▸ **WHAT TO DO**
Every line in the entries where "leftovers" is found should be copied.

━━━━

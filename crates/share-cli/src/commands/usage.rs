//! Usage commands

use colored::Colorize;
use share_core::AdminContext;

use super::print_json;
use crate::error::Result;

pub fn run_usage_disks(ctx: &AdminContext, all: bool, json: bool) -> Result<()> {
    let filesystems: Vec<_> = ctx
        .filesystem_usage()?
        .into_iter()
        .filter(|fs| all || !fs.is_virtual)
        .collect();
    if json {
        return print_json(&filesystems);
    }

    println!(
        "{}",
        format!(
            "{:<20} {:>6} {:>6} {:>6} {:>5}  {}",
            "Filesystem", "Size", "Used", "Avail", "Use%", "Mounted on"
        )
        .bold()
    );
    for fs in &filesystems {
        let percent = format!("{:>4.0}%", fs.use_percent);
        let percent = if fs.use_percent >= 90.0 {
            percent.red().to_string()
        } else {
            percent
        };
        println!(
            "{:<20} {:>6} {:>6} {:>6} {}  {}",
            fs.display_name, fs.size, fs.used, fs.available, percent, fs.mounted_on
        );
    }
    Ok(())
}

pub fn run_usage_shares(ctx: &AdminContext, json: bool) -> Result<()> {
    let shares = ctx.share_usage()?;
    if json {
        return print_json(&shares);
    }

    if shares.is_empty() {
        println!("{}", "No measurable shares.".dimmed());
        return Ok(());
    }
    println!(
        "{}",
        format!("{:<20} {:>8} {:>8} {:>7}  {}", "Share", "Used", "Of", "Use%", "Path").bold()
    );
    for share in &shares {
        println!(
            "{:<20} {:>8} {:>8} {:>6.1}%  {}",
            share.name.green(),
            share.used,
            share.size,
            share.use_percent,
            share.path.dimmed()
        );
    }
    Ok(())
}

━━━━

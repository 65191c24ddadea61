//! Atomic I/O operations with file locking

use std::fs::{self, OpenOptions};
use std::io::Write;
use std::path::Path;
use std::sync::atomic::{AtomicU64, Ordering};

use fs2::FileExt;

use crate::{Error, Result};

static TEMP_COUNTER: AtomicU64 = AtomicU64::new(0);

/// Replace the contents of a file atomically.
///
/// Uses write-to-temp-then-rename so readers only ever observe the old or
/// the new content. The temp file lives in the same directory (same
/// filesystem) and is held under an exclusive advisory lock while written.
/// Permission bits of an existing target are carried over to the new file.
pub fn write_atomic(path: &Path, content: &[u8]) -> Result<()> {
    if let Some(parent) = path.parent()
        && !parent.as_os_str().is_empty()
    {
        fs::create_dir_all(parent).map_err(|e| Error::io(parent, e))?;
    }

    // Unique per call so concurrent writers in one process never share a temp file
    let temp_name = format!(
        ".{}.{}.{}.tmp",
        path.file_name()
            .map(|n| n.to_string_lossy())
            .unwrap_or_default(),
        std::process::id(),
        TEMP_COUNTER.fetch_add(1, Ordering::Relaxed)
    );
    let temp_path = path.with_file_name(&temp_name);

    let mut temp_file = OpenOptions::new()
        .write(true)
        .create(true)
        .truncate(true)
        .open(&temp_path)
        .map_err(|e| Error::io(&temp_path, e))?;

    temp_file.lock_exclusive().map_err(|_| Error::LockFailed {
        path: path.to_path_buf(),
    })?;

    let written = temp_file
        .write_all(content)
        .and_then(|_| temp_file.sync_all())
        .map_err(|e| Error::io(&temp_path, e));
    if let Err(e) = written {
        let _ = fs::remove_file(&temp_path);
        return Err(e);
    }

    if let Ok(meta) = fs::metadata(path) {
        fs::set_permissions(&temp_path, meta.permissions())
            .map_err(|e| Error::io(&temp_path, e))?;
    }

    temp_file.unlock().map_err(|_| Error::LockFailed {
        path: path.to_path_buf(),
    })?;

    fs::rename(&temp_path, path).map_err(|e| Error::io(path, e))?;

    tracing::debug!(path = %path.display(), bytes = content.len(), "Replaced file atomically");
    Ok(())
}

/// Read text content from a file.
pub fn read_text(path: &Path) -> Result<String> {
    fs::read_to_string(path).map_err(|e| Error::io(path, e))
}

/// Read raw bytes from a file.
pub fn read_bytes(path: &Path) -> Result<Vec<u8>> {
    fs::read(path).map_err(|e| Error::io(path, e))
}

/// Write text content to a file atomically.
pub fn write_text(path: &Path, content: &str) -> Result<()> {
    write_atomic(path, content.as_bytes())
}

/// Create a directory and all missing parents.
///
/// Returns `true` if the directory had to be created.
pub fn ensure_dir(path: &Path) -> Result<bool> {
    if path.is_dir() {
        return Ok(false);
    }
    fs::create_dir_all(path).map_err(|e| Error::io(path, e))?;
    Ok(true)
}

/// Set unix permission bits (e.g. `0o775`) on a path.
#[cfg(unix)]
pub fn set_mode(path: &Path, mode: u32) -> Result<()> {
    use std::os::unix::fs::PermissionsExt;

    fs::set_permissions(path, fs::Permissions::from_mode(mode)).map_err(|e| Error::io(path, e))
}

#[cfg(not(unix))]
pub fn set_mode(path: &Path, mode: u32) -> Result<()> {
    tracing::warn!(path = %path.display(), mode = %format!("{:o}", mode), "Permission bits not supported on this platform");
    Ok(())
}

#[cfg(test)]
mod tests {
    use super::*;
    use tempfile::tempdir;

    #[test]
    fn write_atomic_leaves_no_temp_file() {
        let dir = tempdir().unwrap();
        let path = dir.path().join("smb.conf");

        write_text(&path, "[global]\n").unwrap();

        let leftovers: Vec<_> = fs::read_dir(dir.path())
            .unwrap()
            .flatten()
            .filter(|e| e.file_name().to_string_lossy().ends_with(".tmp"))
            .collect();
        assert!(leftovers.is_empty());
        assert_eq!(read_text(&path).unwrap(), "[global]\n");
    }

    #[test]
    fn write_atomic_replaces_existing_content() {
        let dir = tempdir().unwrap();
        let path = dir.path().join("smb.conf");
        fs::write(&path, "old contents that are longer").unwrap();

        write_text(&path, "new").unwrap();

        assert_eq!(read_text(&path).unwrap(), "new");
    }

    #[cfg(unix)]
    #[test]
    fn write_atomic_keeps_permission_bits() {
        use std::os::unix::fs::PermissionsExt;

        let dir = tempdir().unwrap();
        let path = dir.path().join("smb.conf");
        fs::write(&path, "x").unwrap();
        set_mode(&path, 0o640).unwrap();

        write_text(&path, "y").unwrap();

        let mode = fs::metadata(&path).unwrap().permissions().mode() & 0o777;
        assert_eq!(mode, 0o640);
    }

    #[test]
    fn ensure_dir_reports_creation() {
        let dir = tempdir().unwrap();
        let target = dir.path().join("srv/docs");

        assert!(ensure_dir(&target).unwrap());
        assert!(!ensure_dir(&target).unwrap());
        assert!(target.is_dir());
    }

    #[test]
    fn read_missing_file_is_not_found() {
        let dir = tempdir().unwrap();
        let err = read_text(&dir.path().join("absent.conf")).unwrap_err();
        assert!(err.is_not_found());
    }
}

━━━━

▸ **ANSWER AREA**
        let leftovers: Vec<_> = fs::read_dir(dir.path())
        assert!(leftovers.is_empty());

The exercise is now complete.